No es casualidad, pues, que las preferencias de Eduardo Jordá se decanten por el orbe anglosajón y la literatura viajera del XIX colonial y el XX anticolonialista: Conrad, Melville, Kipling, Bruce Chatwin... De ahí toma Jordá, no sólo su narratividad limpia, escueta, meticulosa, pero también la concepción del hombre como animal en marcha y perfil caminero que se hace y se interroga mientras viaja. Nadie ignora que esta es una cuestión milenaria que viene de Homero y sus astutos héroes mediterráneos. En este siglo, sin embargo, como en el anterior, los países lejanos no han sido una ocasión para la épica. Muy al contrario, han sido el infortunado telón de una nueva pesadumbre; aquélla del que se topa con su propia ferocidad, y se abisma en un silencio mucho más estremecedor que el mutismo inhumano de las selvas. Éste es el descubrimiento de Conrad en El corazón de las tinieblas (no en vano, Jordá lo ha traducido al español), y el drama que moviliza al estoico Maqroll de Álvaro Mutis. Así pues, quienes esperen una obra de buena fe, tipo cooperación, ONG y turismo solidario, ha errado su pesquisa con Pregúntale a la noche. Lo que aquí se elucida, lo que aquí se plantea, es un viejo dilema, tan viejo e irresuelto como el hombre: la posibilidad de la esperanza, la sospecha del vacío, el ronco esplendor de la existencia. También la atávica propensión de nuestra especie hacia la crueldad y la grandeza.

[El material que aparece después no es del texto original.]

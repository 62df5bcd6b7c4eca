//! Path resolution for the v1 hierarchies, plus the small cgroupfs surface
//! this crate writes: pid enrollment, pid listing and directory removal.
//!
//! The on-disk location of a subsystem's group directory is
//!
//! ```text
//! <mountpoint>/<own ancestor path>/<expanded slice>/<unit name>
//! ```
//!
//! where the mountpoint comes from `/proc/self/mountinfo`, the ancestor
//! path from `/proc/self/cgroup` (with a trailing `init.scope` stripped,
//! for systemd >= 226 which places pid 1 in its own scope), and the slice
//! path from expanding the configured parent slice the way systemd nests
//! slice directories.

use std::collections::HashMap;
use std::fs;
use std::io;
use std::path::{Path, PathBuf};

use tracing::warn;

use super::config::CgroupConfig;
use crate::error::{CgroupError, Result};

const PROC_SELF_CGROUP: &str = "/proc/self/cgroup";
const PROC_SELF_MOUNTINFO: &str = "/proc/self/mountinfo";
const CGROUP_PROCS: &str = "cgroup.procs";
const INIT_SCOPE: &str = "init.scope";

/// Slice used when the config does not name a parent.
pub const DEFAULT_SLICE: &str = "system.slice";

/// Compute the absolute group directory for one subsystem.
///
/// Returns [`CgroupError::SubsystemAbsent`] when the subsystem has no
/// mounted hierarchy on this host; callers other than the devices
/// subsystem tolerate that by skipping the subsystem.
pub fn subsystem_path(config: &CgroupConfig, subsystem: &str) -> Result<PathBuf> {
    let mountpoint = find_cgroup_mountpoint(subsystem)?;

    let own = own_cgroups()?;
    let init_path = own
        .get(subsystem)
        .ok_or_else(|| CgroupError::absent(subsystem))?;
    // systemd >= 226 puts pid 1 in init.scope instead of the hierarchy root.
    let init_path = init_path.trim_end_matches('/');
    let init_path = init_path.strip_suffix(INIT_SCOPE).unwrap_or(init_path);
    let init_path = init_path.trim_matches('/');

    let slice = if config.parent.is_empty() {
        DEFAULT_SLICE
    } else {
        &config.parent
    };
    let slice_path = expand_slice(slice)?;

    Ok(mountpoint
        .join(init_path)
        .join(slice_path)
        .join(config.unit_name()))
}

/// Find the mountpoint of a subsystem's v1 hierarchy from
/// `/proc/self/mountinfo`.
pub fn find_cgroup_mountpoint(subsystem: &str) -> Result<PathBuf> {
    let content = fs::read_to_string(PROC_SELF_MOUNTINFO)
        .map_err(|e| CgroupError::io(format!("reading {}", PROC_SELF_MOUNTINFO), e))?;
    parse_mountinfo(&content, subsystem).ok_or_else(|| CgroupError::absent(subsystem))
}

/// The calling process's own cgroup membership, subsystem name to
/// hierarchy-relative path, from `/proc/self/cgroup`.
pub fn own_cgroups() -> Result<HashMap<String, String>> {
    let content = fs::read_to_string(PROC_SELF_CGROUP)
        .map_err(|e| CgroupError::io(format!("reading {}", PROC_SELF_CGROUP), e))?;
    Ok(parse_cgroup_file(&content))
}

/// Parse `/proc/self/cgroup` content. Each line is
/// `hierarchy-id:controller-list:path`; the controller list is
/// comma-separated and empty for the v2 hierarchy.
pub(crate) fn parse_cgroup_file(content: &str) -> HashMap<String, String> {
    let mut map = HashMap::new();
    for line in content.lines() {
        let mut parts = line.splitn(3, ':');
        let (Some(_id), Some(controllers), Some(path)) =
            (parts.next(), parts.next(), parts.next())
        else {
            continue;
        };
        if controllers.is_empty() {
            // v2 hierarchy; keyed by the empty name.
            map.insert(String::new(), path.to_string());
            continue;
        }
        for name in controllers.split(',') {
            map.insert(name.to_string(), path.to_string());
        }
    }
    map
}

/// Parse `/proc/self/mountinfo` content, returning the mountpoint of the
/// cgroup mount whose super options carry `subsystem`.
pub(crate) fn parse_mountinfo(content: &str, subsystem: &str) -> Option<PathBuf> {
    for line in content.lines() {
        // mountinfo: "id parent maj:min root mountpoint opts ... - fstype source superopts"
        let Some(sep) = line.find(" - ") else {
            continue;
        };
        let (mount_fields, fs_fields) = line.split_at(sep);
        let fs_fields: Vec<&str> = fs_fields[3..].split_whitespace().collect();
        if fs_fields.first() != Some(&"cgroup") {
            continue;
        }
        let Some(super_opts) = fs_fields.get(2) else {
            continue;
        };
        if !super_opts.split(',').any(|opt| opt == subsystem) {
            continue;
        }
        let mount_fields: Vec<&str> = mount_fields.split_whitespace().collect();
        if let Some(mountpoint) = mount_fields.get(4) {
            return Some(PathBuf::from(mountpoint));
        }
    }
    None
}

/// Expand a slice name into the nested directory path systemd creates for
/// it: `a-b-c.slice` becomes `a.slice/a-b.slice/a-b-c.slice`, and the
/// root slice `-.slice` becomes the empty path.
pub fn expand_slice(slice: &str) -> Result<String> {
    let suffix = ".slice";
    let name = slice
        .strip_suffix(suffix)
        .ok_or_else(|| CgroupError::Translation(format!("invalid slice name {:?}", slice)))?;
    if name.is_empty() || slice.contains('/') {
        return Err(CgroupError::Translation(format!(
            "invalid slice name {:?}",
            slice
        )));
    }
    if slice == "-.slice" {
        return Ok(String::new());
    }

    let mut path = String::new();
    let mut prefix = String::new();
    for component in name.split('-') {
        // Dashes nest; an empty segment ("a--b.slice") is malformed.
        if component.is_empty() {
            return Err(CgroupError::Translation(format!(
                "invalid slice name {:?}",
                slice
            )));
        }
        if !path.is_empty() {
            path.push('/');
        }
        path.push_str(&prefix);
        path.push_str(component);
        path.push_str(suffix);
        prefix.push_str(component);
        prefix.push('-');
    }
    Ok(path)
}

/// Enroll a pid into `cgroup.procs` beneath `dir`. A pid of -1 enrolls
/// nothing (used for slice-only creation).
pub fn write_cgroup_proc(dir: &Path, pid: i32) -> Result<()> {
    if pid == -1 {
        return Ok(());
    }
    let procs = dir.join(CGROUP_PROCS);
    fs::write(&procs, pid.to_string())
        .map_err(|e| CgroupError::io(format!("writing pid to {}", procs.display()), e))
}

/// Enroll a pid into every tracked subsystem path.
pub fn enter_pid(paths: &HashMap<String, PathBuf>, pid: i32) -> Result<()> {
    for dir in paths.values() {
        write_cgroup_proc(dir, pid)?;
    }
    Ok(())
}

/// The pids currently enrolled directly in `dir`.
pub fn get_pids(dir: &Path) -> Result<Vec<i32>> {
    let procs = dir.join(CGROUP_PROCS);
    let content = fs::read_to_string(&procs)
        .map_err(|e| CgroupError::io(format!("reading {}", procs.display()), e))?;
    let mut pids = Vec::new();
    for line in content.lines() {
        let pid = line
            .trim()
            .parse::<i32>()
            .map_err(|e| CgroupError::io(procs.display().to_string(), invalid_data(e)))?;
        pids.push(pid);
    }
    Ok(pids)
}

/// The pids enrolled in `dir` or any group nested beneath it.
pub fn get_all_pids(dir: &Path) -> Result<Vec<i32>> {
    let mut pids = Vec::new();
    let mut stack = vec![dir.to_path_buf()];
    while let Some(current) = stack.pop() {
        pids.extend(get_pids(&current)?);
        let entries = fs::read_dir(&current)
            .map_err(|e| CgroupError::io(format!("reading {}", current.display()), e))?;
        for entry in entries {
            let entry =
                entry.map_err(|e| CgroupError::io(format!("reading {}", current.display()), e))?;
            if entry.path().is_dir() {
                stack.push(entry.path());
            }
        }
    }
    Ok(pids)
}

/// Remove every tracked group directory, best effort. Directories that
/// were removed (or already gone) are dropped from the table; the first
/// failure is returned after all paths have been attempted.
pub fn remove_paths(paths: &mut HashMap<String, PathBuf>) -> Result<()> {
    let mut first_err: Option<CgroupError> = None;
    let mut remaining = HashMap::new();
    for (name, path) in paths.drain() {
        match fs::remove_dir(&path) {
            Ok(()) => {}
            Err(e) if e.kind() == io::ErrorKind::NotFound => {}
            Err(e) => {
                warn!(path = %path.display(), error = %e, "failed to remove cgroup directory");
                if first_err.is_none() {
                    first_err = Some(CgroupError::Cleanup {
                        path: path.clone(),
                        source: e,
                    });
                }
                remaining.insert(name, path);
            }
        }
    }
    *paths = remaining;
    match first_err {
        Some(err) => Err(err),
        None => Ok(()),
    }
}

fn invalid_data(e: impl std::error::Error + Send + Sync + 'static) -> io::Error {
    io::Error::new(io::ErrorKind::InvalidData, e)
}

#[cfg(test)]
mod tests {
    use super::*;

    #[test]
    fn test_parse_cgroup_file_v1() {
        let content = "\
11:devices:/user.slice
10:cpu,cpuacct:/
9:freezer:/
1:name=systemd:/user.slice/user-1000.slice/session-1.scope
0::/user.slice/user-1000.slice/session-1.scope
";
        let map = parse_cgroup_file(content);
        assert_eq!(map.get("devices").unwrap(), "/user.slice");
        assert_eq!(map.get("cpu").unwrap(), "/");
        assert_eq!(map.get("cpuacct").unwrap(), "/");
        assert_eq!(
            map.get("name=systemd").unwrap(),
            "/user.slice/user-1000.slice/session-1.scope"
        );
        assert_eq!(
            map.get("").unwrap(),
            "/user.slice/user-1000.slice/session-1.scope"
        );
    }

    #[test]
    fn test_parse_mountinfo_finds_subsystem() {
        let content = "\
30 23 0:26 / /sys/fs/cgroup ro,nosuid,nodev,noexec shared:9 - tmpfs tmpfs ro,mode=755
33 30 0:29 / /sys/fs/cgroup/devices rw,nosuid,nodev,noexec,relatime shared:14 - cgroup cgroup rw,devices
34 30 0:30 / /sys/fs/cgroup/cpu,cpuacct rw,nosuid,nodev,noexec,relatime shared:15 - cgroup cgroup rw,cpu,cpuacct
35 30 0:31 / /sys/fs/cgroup/systemd rw,nosuid shared:16 - cgroup cgroup rw,xattr,name=systemd
";
        assert_eq!(
            parse_mountinfo(content, "devices"),
            Some(PathBuf::from("/sys/fs/cgroup/devices"))
        );
        assert_eq!(
            parse_mountinfo(content, "cpuacct"),
            Some(PathBuf::from("/sys/fs/cgroup/cpu,cpuacct"))
        );
        assert_eq!(
            parse_mountinfo(content, "name=systemd"),
            Some(PathBuf::from("/sys/fs/cgroup/systemd"))
        );
        assert_eq!(parse_mountinfo(content, "pids"), None);
    }

    #[test]
    fn test_parse_mountinfo_ignores_non_cgroup_mounts() {
        let content =
            "30 23 0:26 / /sys/fs/cgroup ro,nosuid shared:9 - tmpfs tmpfs ro,seclabel,devices";
        assert_eq!(parse_mountinfo(content, "devices"), None);
    }

    #[test]
    fn test_expand_slice_nesting() {
        assert_eq!(expand_slice("system.slice").unwrap(), "system.slice");
        assert_eq!(
            expand_slice("machine-test.slice").unwrap(),
            "machine.slice/machine-test.slice"
        );
        assert_eq!(
            expand_slice("user-1000-app.slice").unwrap(),
            "user.slice/user-1000.slice/user-1000-app.slice"
        );
    }

    #[test]
    fn test_expand_slice_root() {
        assert_eq!(expand_slice("-.slice").unwrap(), "");
    }

    #[test]
    fn test_expand_slice_rejects_invalid_names() {
        assert!(expand_slice("test.scope").is_err());
        assert!(expand_slice(".slice").is_err());
        assert!(expand_slice("a--b.slice").is_err());
        assert!(expand_slice("a/b.slice").is_err());
    }

    #[test]
    fn test_remove_paths_drops_missing_directories() {
        let tmp = tempfile::tempdir().unwrap();
        let existing = tmp.path().join("memory");
        fs::create_dir(&existing).unwrap();

        let mut paths = HashMap::new();
        paths.insert("memory".to_string(), existing.clone());
        paths.insert("cpu".to_string(), tmp.path().join("does-not-exist"));

        remove_paths(&mut paths).unwrap();
        assert!(paths.is_empty());
        assert!(!existing.exists());
    }

    #[test]
    fn test_get_pids_parses_procs_file() {
        let tmp = tempfile::tempdir().unwrap();
        fs::write(tmp.path().join("cgroup.procs"), "12\n345\n").unwrap();
        let mut pids = get_pids(tmp.path()).unwrap();
        pids.sort_unstable();
        assert_eq!(pids, vec![12, 345]);
    }

    #[test]
    fn test_get_all_pids_walks_nested_groups() {
        let tmp = tempfile::tempdir().unwrap();
        fs::write(tmp.path().join("cgroup.procs"), "1\n").unwrap();
        let child = tmp.path().join("child");
        fs::create_dir(&child).unwrap();
        fs::write(child.join("cgroup.procs"), "2\n3\n").unwrap();

        let mut pids = get_all_pids(tmp.path()).unwrap();
        pids.sort_unstable();
        assert_eq!(pids, vec![1, 2, 3]);
    }
}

El misionero que protagoniza Pregúntale a la noche (un misionero belga, como el Congo que visitó Joseph Conrad), es un hombre escindido entre la necesidad de creer y el violento rumor pagano, erótico, animista, que medra en el continente africano. San Patricio, tan piadoso y benevolente con los pecados de la carne, hubiera comprendido con facilidad a este siervo de Dios, trémulo y asustado. Sin embargo, en el padre Gevaert se contraponen, como contrarios insolubles, el deseo de la mujer, los antiguos amores, y la voluntad de servicio a los desposeídos y los débiles. A lo cual se añadirá la guerra, la vocación tribal y el vínculo homicida que une a hutus contra tutsis. En el fondo, el asunto planteado en Pregúntale a la noche, al margen de lo dicho anteriormente, es aquél que se enunciaba en el principio de incertidumbre: ¿Hasta qué punto el observador interfiere en lo observado? ¿Cuánto de lo ocurrido es atribuible a la presencia del misionero, de Europa, del orbe civilizado? ¿Cuánto, en fin, se debe a la voluntad humana, al puro albur, a la casualidad aciaga y deleznable? Lo que hace de esta novela un libro inquietante es la profundidad humana y la veracidad, la radical veracidad de algunos de sus personajes. En el Burundi de Jordá, todos tienen razones para matarse, para morir, para contemplar, entre la maravilla y el espanto, el rojo abrumador de los ocasos. ¿Es Dios una hipótesis prescindible, como quería Laplace? El padre Gevaert ya sabe que es el libre albedrío, la alegre predisposición al crimen, lo que mueve el frío de los machetes.